Colorado’s Historic Mountain Passes

Current price: $39.95
Publication Date: April 1st, 2014
Publisher:
Western Reflections
ISBN:
9781937851194
Pages:
175

Description

Colorado’s Historic Mountain Passes offers a new look at history by using the state’s mountain passes as the point of inspiration. Much has been written about the mountain peaks in Colorado, about the thirteeners and fourteeners, about when and how and who climbed or skied them. As interesting, beautiful and challenging as our lofty peaks are, the real story of Colorado can be found on the passes between those peaks.

By way of these passes, our state was settled by early explorers, adventurers and entrepreneurs. Rynearson has chosen to write specifically about “...ninety-two passes that were built for and used regularly by wheeled vehicles” including wagons, handcarts, and the railroads. Most of these passes are located west of Interstate 25 and have roads that were built from the late 1850s to the end of World War I.

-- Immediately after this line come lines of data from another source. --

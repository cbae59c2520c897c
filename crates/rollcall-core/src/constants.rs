/// Storage formats shared with the CMS date fields.
///
/// Date values persist as `Y-m-d\TH:i:s` in UTC; the registration widget
/// and the recurrence options both read and write this shape.
pub const STORAGE_DATETIME_FORMAT: &str = "%Y-%m-%dT%H:%M:%S";

/// Date-only storage format (`Y-m-d`), used for exception dates.
pub const STORAGE_DATE_FORMAT: &str = "%Y-%m-%d";

/// Display format for the recurring-time option (`h:i a`, 12-hour).
pub const STORAGE_TIME_FORMAT: &str = "%I:%M %P";

/// Timezone date values are stored in.
pub const STORAGE_TIMEZONE: &str = "UTC";
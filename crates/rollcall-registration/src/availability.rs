//! The availability engine: pure read-side queries over one occurrence.

use rollcall_core::types::EventInstance;

use crate::clock::Clock;
use crate::counter::{CountScope, RegistrantCounter, RegistrantStatus};
use crate::error::{RegistrationError, RegistrationResult};
use crate::policy::{RegistrationPolicy, RegistrationScope, ScheduleMode};
use crate::schedule::window_contains;

/// How many spaces remain for an occurrence.
#[derive(Debug, Clone, Copy, PartialEq, Eq)]
pub enum Availability {
    /// No capacity limit configured.
    Unlimited,
    /// This many confirmed spaces left (always positive).
    Spaces(u32),
    /// Capacity reached.
    Full,
}

impl Availability {
    fn from_counts(capacity: u32, confirmed: u32) -> Self {
        match capacity.saturating_sub(confirmed) {
            0 => Self::Full,
            spaces => Self::Spaces(spaces),
        }
    }

    /// Numeric wire convention for reporting columns: `-1` unlimited,
    /// `n` spaces remaining, `0` full.
    #[must_use]
    pub fn as_count(self) -> i64 {
        match self {
            Self::Unlimited => -1,
            Self::Spaces(n) => i64::from(n),
            Self::Full => 0,
        }
    }
}

/// Read-only availability queries over registration policies.
///
/// Holds no mutable state; safe to share across concurrent queries. The
/// counts it reports are a snapshot — whether they still hold when the
/// caller acts on them is the caller's concern.
#[derive(Debug, Clone)]
pub struct AvailabilityEngine<C, K> {
    counter: C,
    clock: K,
}

impl<C: RegistrantCounter, K: Clock> AvailabilityEngine<C, K> {
    pub fn new(counter: C, clock: K) -> Self {
        Self { counter, clock }
    }

    /// The registrant population this policy counts against.
    fn count_scope(
        policy: &RegistrationPolicy,
        instance: &EventInstance,
    ) -> RegistrationResult<CountScope> {
        match policy.scope {
            RegistrationScope::Instance => Ok(CountScope::Instance(instance.id)),
            RegistrationScope::Series => instance
                .series_id
                .map(CountScope::Series)
                .ok_or(RegistrationError::MissingSeries),
        }
    }

    /// ## Summary
    /// Computes remaining spaces for `instance` under `policy`.
    ///
    /// Absent or zero capacity is unlimited. Otherwise spaces are
    /// `capacity - confirmed`, clamped at zero; a series-scoped policy
    /// counts confirmed registrants across the whole series.
    ///
    /// ## Errors
    /// Returns an error if the policy is series-scoped but the instance
    /// has no parent series, or if the count lookup fails.
    pub fn availability(
        &self,
        policy: &RegistrationPolicy,
        instance: &EventInstance,
    ) -> RegistrationResult<Availability> {
        let Some(capacity) = policy.capacity.filter(|&c| c > 0) else {
            return Ok(Availability::Unlimited);
        };

        let scope = Self::count_scope(policy, instance)?;
        let confirmed = self.counter.count(scope, RegistrantStatus::Confirmed)?;
        let availability = Availability::from_counts(capacity, confirmed);
        tracing::trace!(
            instance = %instance.id,
            capacity,
            confirmed,
            spaces = availability.as_count(),
            "Computed availability"
        );
        Ok(availability)
    }

    /// ## Summary
    /// Whether registration for `instance` is open at the current
    /// instant.
    ///
    /// Open-mode registration runs until the occurrence starts. A
    /// scheduled series policy uses its fixed window; a scheduled
    /// instance policy resolves its symbolic rules against this
    /// occurrence's own start and end. All windows are half-open:
    /// `open <= now < close`.
    ///
    /// ## Errors
    /// Returns an error if a scheduled series policy is missing its
    /// window or a schedule rule resolves out of range.
    pub fn is_open(
        &self,
        policy: &RegistrationPolicy,
        instance: &EventInstance,
    ) -> RegistrationResult<bool> {
        if !policy.enabled {
            return Ok(false);
        }

        let now = self.clock.now();
        match (policy.mode, policy.scope) {
            (ScheduleMode::Open, _) => Ok(now < instance.start),
            (ScheduleMode::Scheduled, RegistrationScope::Series) => {
                let window = policy
                    .series_window
                    .ok_or(RegistrationError::MissingSeriesWindow)?;
                Ok(window.opens_at <= now && now < window.closes_at)
            }
            (ScheduleMode::Scheduled, RegistrationScope::Instance) => {
                let open = policy.open_rule.resolve(instance.start)?;
                let close = policy.close_rule.resolve(instance.start, instance.end)?;
                Ok(window_contains(open, close, now))
            }
        }
    }

    /// ## Summary
    /// Whether a new registrant would be routed to the waitlist.
    ///
    /// True only when the waitlist is enabled, registration is still
    /// time-wise open, and the occurrence is full. The caller decides
    /// what to do with the answer; the engine routes nothing itself.
    ///
    /// ## Errors
    /// Propagates errors from the open check or the count lookup.
    pub fn waitlist_active(
        &self,
        policy: &RegistrationPolicy,
        instance: &EventInstance,
    ) -> RegistrationResult<bool> {
        if !policy.waitlist {
            return Ok(false);
        }
        Ok(self.is_open(policy, instance)?
            && self.availability(policy, instance)? == Availability::Full)
    }

    /// ## Summary
    /// Number of waitlisted registrants at the policy's scope.
    ///
    /// ## Errors
    /// Returns an error if the scope cannot be resolved or the count
    /// lookup fails.
    pub fn waitlist_count(
        &self,
        policy: &RegistrationPolicy,
        instance: &EventInstance,
    ) -> RegistrationResult<u32> {
        let scope = Self::count_scope(policy, instance)?;
        Ok(self.counter.count(scope, RegistrantStatus::Waitlisted)?)
    }
}
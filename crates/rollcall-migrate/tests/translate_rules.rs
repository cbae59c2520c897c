//! End-to-end translation tests over the persisted destination shape.

use chrono::NaiveDateTime;
use rollcall_migrate::batch::{SourceRow, translate_rows};
use rollcall_migrate::error::MigrateError;
use rollcall_migrate::rule::error::ParseErrorKind;
use rollcall_migrate::translate::{SourcePeriod, translate};

fn period(value: &str, value2: &str, rrule: Option<&str>) -> SourcePeriod {
    serde_json::from_value(serde_json::json!({
        "value": value,
        "value2": value2,
        "rrule": rrule,
    }))
    .unwrap()
}

fn destination(rule: Option<&str>, periods: &[SourcePeriod]) -> serde_json::Value {
    translate(rule, periods, chrono_tz::UTC)
        .unwrap()
        .into_destination()
        .unwrap()
}

#[test]
fn weekly_rule_with_days_and_until() {
    let src = vec![
        period("2025-05-05T14:00:00", "2025-05-05T15:30:00", None),
        period("2025-05-12T14:00:00", "2025-05-12T15:30:00", None),
    ];
    let dest = destination(Some("FREQ=WEEKLY;BYDAY=MO,WE;UNTIL=20250601T000000Z"), &src);

    assert_eq!(dest["recur_type"], "weekly_recurring_date");
    let options = &dest["weekly_recurring_date"];
    assert_eq!(options["end_value"], "2025-06-01T00:00:00");
    let days: Vec<&str> = options["days"]
        .as_array()
        .unwrap()
        .iter()
        .map(|d| d.as_str().unwrap())
        .collect();
    assert_eq!(days, vec!["monday", "wednesday"]);
    assert_eq!(options["duration"], 5400);
    assert_eq!(options["time"], "02:00 pm");
}

#[test]
fn monthly_second_tuesday() {
    let src = vec![period("2025-05-13T09:00:00", "2025-05-13T10:00:00", None)];
    let dest = destination(Some("FREQ=MONTHLY;BYDAY=+2TU"), &src);

    assert_eq!(dest["recur_type"], "monthly_recurring_date");
    let options = &dest["monthly_recurring_date"];
    assert_eq!(options["type"], "weekday");
    assert_eq!(options["day_occurrence"], "second");
    assert_eq!(options["days"][0], "tuesday");
    assert_eq!(options["day_of_month"], serde_json::Value::Null);
}

#[test]
fn ruleless_record_becomes_custom_dates() {
    let src = vec![
        period("2025-05-05T14:00:00", "2025-05-05T15:00:00", None),
        period("2025-06-10T09:00:00", "2025-06-10T10:00:00", None),
        period("2025-07-19T18:00:00", "2025-07-19T21:00:00", None),
    ];
    let dest = destination(None, &src);

    assert_eq!(dest["recur_type"], "custom");
    let dates = dest["custom_date"].as_array().unwrap();
    assert_eq!(dates.len(), 3);
    assert_eq!(dates[0]["value"], "2025-05-05T14:00:00");
    assert_eq!(dates[2]["end_value"], "2025-07-19T21:00:00");
}

#[test]
fn unsupported_frequency_ignores_rule_keys() {
    let src = vec![
        period("2025-05-05T14:00:00", "2025-05-05T15:00:00", None),
        period("2025-05-06T14:00:00", "2025-05-06T15:00:00", None),
    ];
    let dest = destination(Some("FREQ=DAILY;COUNT=9;BYDAY=MO"), &src);

    assert_eq!(dest["recur_type"], "custom");
    assert_eq!(dest["custom_date"].as_array().unwrap().len(), 2);
    assert!(dest.get("weekly_recurring_date").is_none());
}

#[test]
fn exdate_entries_become_excluded_date_pairs() {
    let src = vec![period("2025-01-06T10:00:00", "2025-01-06T11:00:00", None)];
    let dest = destination(
        Some("FREQ=WEEKLY;EXDATE=20250101T000000Z,20250201T000000Z"),
        &src,
    );

    let excluded = dest["excluded_dates"].as_array().unwrap();
    assert_eq!(excluded.len(), 2);
    assert_eq!(excluded[0]["value"], "2025-01-01");
    assert_eq!(excluded[0]["end_value"], "2025-01-01");
    assert_eq!(excluded[1]["value"], "2025-02-01");
    assert_eq!(excluded[1]["end_value"], "2025-02-01");
}

#[test]
fn until_round_trips_without_drift() {
    let src = vec![period("2025-05-05T14:00:00", "2025-05-05T15:00:00", None)];
    let dest = destination(Some("FREQ=WEEKLY;UNTIL=20250601T083000Z"), &src);

    let formatted = dest["weekly_recurring_date"]["end_value"].as_str().unwrap();
    let reparsed = NaiveDateTime::parse_from_str(formatted, "%Y-%m-%dT%H:%M:%S").unwrap();
    assert_eq!(reparsed.format("%Y%m%dT%H%M%S").to_string(), "20250601T083000");
}

#[test]
fn unknown_attribute_fails_without_partial_output() {
    let src = vec![period("2025-05-05T14:00:00", "2025-05-05T15:00:00", None)];
    let result = translate(Some("FREQ=WEEKLY;FOO=BAR"), &src, chrono_tz::UTC);

    let Err(MigrateError::Parse(parse_error)) = result else {
        panic!("expected a parse error");
    };
    assert_eq!(parse_error.kind, ParseErrorKind::UnknownAttribute);
    assert!(parse_error.to_string().contains("FOO"));
}

#[test]
fn batch_rows_parse_from_the_export_format() {
    let raw = serde_json::json!([
        {
            "id": "17",
            "dates": [
                {
                    "value": "2025-05-05T14:00:00",
                    "value2": "2025-05-05T15:00:00",
                    "rrule": "FREQ=WEEKLY;COUNT=3"
                },
                { "value": "2025-05-12T14:00:00", "value2": "2025-05-12T15:00:00" }
            ]
        },
        { "id": "18", "dates": [] }
    ]);
    let rows: Vec<SourceRow> = serde_json::from_value(raw).unwrap();

    let report = translate_rows(&rows, chrono_tz::UTC);
    assert_eq!(report.destinations.len(), 1);
    assert_eq!(report.skipped, 1);
    assert_eq!(report.destinations[0]["recur_type"], "weekly_recurring_date");
    // Three 7-day weeks past the start.
    assert_eq!(
        report.destinations[0]["weekly_recurring_date"]["end_value"],
        "2025-05-26T14:00:00"
    );
}
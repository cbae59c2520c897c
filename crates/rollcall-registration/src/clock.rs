//! Clock port. Availability is a point-in-time question, so "now" is an
//! injected collaborator rather than a call to the system clock.

use chrono::{DateTime, Utc};

pub trait Clock {
    fn now(&self) -> DateTime<Utc>;
}

/// Wall-clock time.
#[derive(Debug, Clone, Copy, Default)]
pub struct SystemClock;

impl Clock for SystemClock {
    fn now(&self) -> DateTime<Utc> {
        Utc::now()
    }
}

/// Clock pinned to a fixed instant, for deterministic queries in tests.
#[derive(Debug, Clone, Copy)]
pub struct FixedClock(pub DateTime<Utc>);

impl Clock for FixedClock {
    fn now(&self) -> DateTime<Utc> {
        self.0
    }
}
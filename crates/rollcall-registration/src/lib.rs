//! Registration availability for recurring events.
//!
//! Given a [`policy::RegistrationPolicy`] and an event occurrence, the
//! [`availability::AvailabilityEngine`] answers three read-only questions:
//! is registration open right now, how many spaces remain, and does the
//! waitlist apply. Registrant counts come through the
//! [`counter::RegistrantCounter`] port; the engine holds no state and
//! never mutates anything.

pub mod availability;
pub mod clock;
pub mod counter;
pub mod error;
pub mod filter;
pub mod policy;
pub mod schedule;
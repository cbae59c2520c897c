//! Rule parse error types.

use std::fmt;

/// Result type for rule parsing operations.
pub type ParseResult<T> = Result<T, ParseError>;

/// An error that occurred while parsing a recurrence rule.
#[derive(Debug, Clone)]
pub struct ParseError {
    /// The kind of error.
    pub kind: ParseErrorKind,
    /// Additional context or message.
    pub message: String,
}

impl ParseError {
    /// Creates a new parse error.
    #[must_use]
    pub fn new(kind: ParseErrorKind, message: impl Into<String>) -> Self {
        Self {
            kind,
            message: message.into(),
        }
    }

    /// Creates an unknown-attribute error naming the offending key.
    #[must_use]
    pub fn unknown_attribute(key: &str) -> Self {
        Self::new(
            ParseErrorKind::UnknownAttribute,
            format!("invalid rule attribute \"{key}\""),
        )
    }

    /// Creates a malformed-date error for a token.
    #[must_use]
    pub fn invalid_date(token: &str) -> Self {
        Self::new(
            ParseErrorKind::InvalidDate,
            format!("unparsable date token \"{token}\""),
        )
    }

    /// Creates an invalid-value error.
    #[must_use]
    pub fn invalid_value(message: impl Into<String>) -> Self {
        Self::new(ParseErrorKind::InvalidValue, message)
    }
}

impl fmt::Display for ParseError {
    fn fmt(&self, f: &mut fmt::Formatter<'_>) -> fmt::Result {
        write!(f, "{}: {}", self.kind, self.message)
    }
}

impl std::error::Error for ParseError {}

/// The kind of parse error.
#[derive(Debug, Clone, Copy, PartialEq, Eq)]
pub enum ParseErrorKind {
    /// Rule string is empty once the prefix is stripped.
    EmptyRule,
    /// Token is not a `KEY=VALUE` pair.
    UnexpectedToken,
    /// Attribute key outside the fixed grammar.
    UnknownAttribute,
    /// Date token does not match the expected pattern.
    InvalidDate,
    /// Attribute value outside its enumeration.
    InvalidValue,
}

impl fmt::Display for ParseErrorKind {
    fn fmt(&self, f: &mut fmt::Formatter<'_>) -> fmt::Result {
        match self {
            Self::EmptyRule => write!(f, "empty rule"),
            Self::UnexpectedToken => write!(f, "unexpected token"),
            Self::UnknownAttribute => write!(f, "unknown attribute"),
            Self::InvalidDate => write!(f, "invalid date"),
            Self::InvalidValue => write!(f, "invalid value"),
        }
    }
}
//! Rollcall core - shared domain model, configuration, and errors.

pub mod config;
pub mod constants;
pub mod error;
pub mod types;
use thiserror::Error;

/// Registration availability errors
#[derive(Error, Debug)]
pub enum RegistrationError {
    #[error("Invalid registration policy: {0}")]
    InvalidPolicy(String),

    #[error("Scheduled series registration is missing its open/close window")]
    MissingSeriesWindow,

    #[error("Series-scoped registration on an instance with no parent series")]
    MissingSeries,

    #[error("Schedule window out of datetime range")]
    WindowOutOfRange,

    #[error("Registrant count lookup failed: {0}")]
    Counter(#[from] anyhow::Error),
}

pub type RegistrationResult<T> = std::result::Result<T, RegistrationError>;
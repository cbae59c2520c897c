use thiserror::Error;

/// Core-level errors
#[derive(Error, Debug)]
pub enum CoreError {
    #[error("Configuration error: {0}")]
    ConfigError(String),

    #[error("Unknown timezone: {0}")]
    UnknownTimezone(String),

    #[error("Invalid date value: {0}")]
    InvalidDate(String),

    #[error("Invariant violation: {0}")]
    InvariantViolation(&'static str),
}

pub type CoreResult<T> = std::result::Result<T, CoreError>;
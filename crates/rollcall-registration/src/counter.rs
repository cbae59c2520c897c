//! Registrant counting port.
//!
//! The engine never stores registrants; whatever does (entity storage,
//! out of scope here) supplies point-in-time counts through this trait.
//! Counts are eventually consistent: a caller acting on them must accept
//! that a concurrent registration may have changed them already.

use std::collections::HashMap;

use rollcall_core::types::{EventInstanceId, EventSeriesId};

/// Whether a registrant holds a confirmed space or sits on the waitlist.
#[derive(Debug, Clone, Copy, PartialEq, Eq, Hash)]
pub enum RegistrantStatus {
    Confirmed,
    Waitlisted,
}

impl RegistrantStatus {
    #[must_use]
    pub const fn as_str(self) -> &'static str {
        match self {
            Self::Confirmed => "confirmed",
            Self::Waitlisted => "waitlisted",
        }
    }
}

/// Which registrant population a count covers.
#[derive(Debug, Clone, Copy, PartialEq, Eq, Hash)]
pub enum CountScope {
    Instance(EventInstanceId),
    Series(EventSeriesId),
}

/// Read-only registrant count lookup.
///
/// Failures propagate to the caller unchanged; the engine performs no
/// retry.
pub trait RegistrantCounter {
    /// Number of registrants with `status` in `scope`.
    ///
    /// ## Errors
    /// Returns whatever error the underlying lookup produced.
    fn count(&self, scope: CountScope, status: RegistrantStatus) -> anyhow::Result<u32>;
}

/// Map-backed counter. The reference implementation used by tests and
/// examples; production callers wire in their own storage-backed one.
#[derive(Debug, Clone, Default)]
pub struct InMemoryRegistrantCounter {
    counts: HashMap<(CountScope, RegistrantStatus), u32>,
}

impl InMemoryRegistrantCounter {
    #[must_use]
    pub fn new() -> Self {
        Self::default()
    }

    pub fn set(&mut self, scope: CountScope, status: RegistrantStatus, count: u32) {
        self.counts.insert((scope, status), count);
    }
}

impl RegistrantCounter for InMemoryRegistrantCounter {
    fn count(&self, scope: CountScope, status: RegistrantStatus) -> anyhow::Result<u32> {
        Ok(self.counts.get(&(scope, status)).copied().unwrap_or(0))
    }
}

#[cfg(test)]
mod tests {
    use super::*;

    #[test]
    fn unknown_scope_counts_zero() {
        let counter = InMemoryRegistrantCounter::new();
        let scope = CountScope::Instance(EventInstanceId::new());
        assert_eq!(counter.count(scope, RegistrantStatus::Confirmed).unwrap(), 0);
    }

    #[test]
    fn statuses_are_counted_separately() {
        let mut counter = InMemoryRegistrantCounter::new();
        let scope = CountScope::Series(EventSeriesId::new());
        counter.set(scope, RegistrantStatus::Confirmed, 4);
        counter.set(scope, RegistrantStatus::Waitlisted, 2);
        assert_eq!(counter.count(scope, RegistrantStatus::Confirmed).unwrap(), 4);
        assert_eq!(counter.count(scope, RegistrantStatus::Waitlisted).unwrap(), 2);
    }
}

Rynearson begins with a brief overview of the geology of the state and an introduction to some of its early inhabitants: Native Americans, explorers, surveyors, miners and railroad builders. He gives special attention to Otto Mears, who he calls “The Pathfinder of the San Juans.” Mears built around 450 miles of toll roads in important areas of southwestern Colorado including what he called the Rainbow Route—the spectacular road from Ouray over Red Mountain Pass to Silverton. The rest of the book is about the passes. He organizes them according to various regions of the state, marks them on maps, and gives us the GPS location, elevation, date of the first road over it and the county in which it is located. A color photo accompanies almost every pass history.

The histories are both informative and entertaining. Rynearson doesn’t just give us dry data about the passes. He has clearly conducted extensive research and has great enthusiasm for his subject matter. Each history is liberally peppered with lore, trivia, anecdotes, fact, science and natural history. We learn why the passes were needed, the people who used them, and how the passes got their names. For example, did you know that bootlegging was heaviest in the Fraser River Valley and the upper basins of Willow Creek during Prohibition? Or that in summertime the top of Independence Pass was so soggy it was necessary to build a narrow, one-way road of rocks and timber over it? When “...two freight wagons would meet, one of them would have to leave the road and go into the mud. The decision as to which vehicle got the right-of-way was settled by a ‘fist fight’ between the two drivers with the winner staying on the road.” This is a fun book—one you can dip into for a few pages or get lost in exploring entire areas of the state. Rynearson is a resident of Glenwood Springs and his enthusiasm for four-wheeling and history are evident.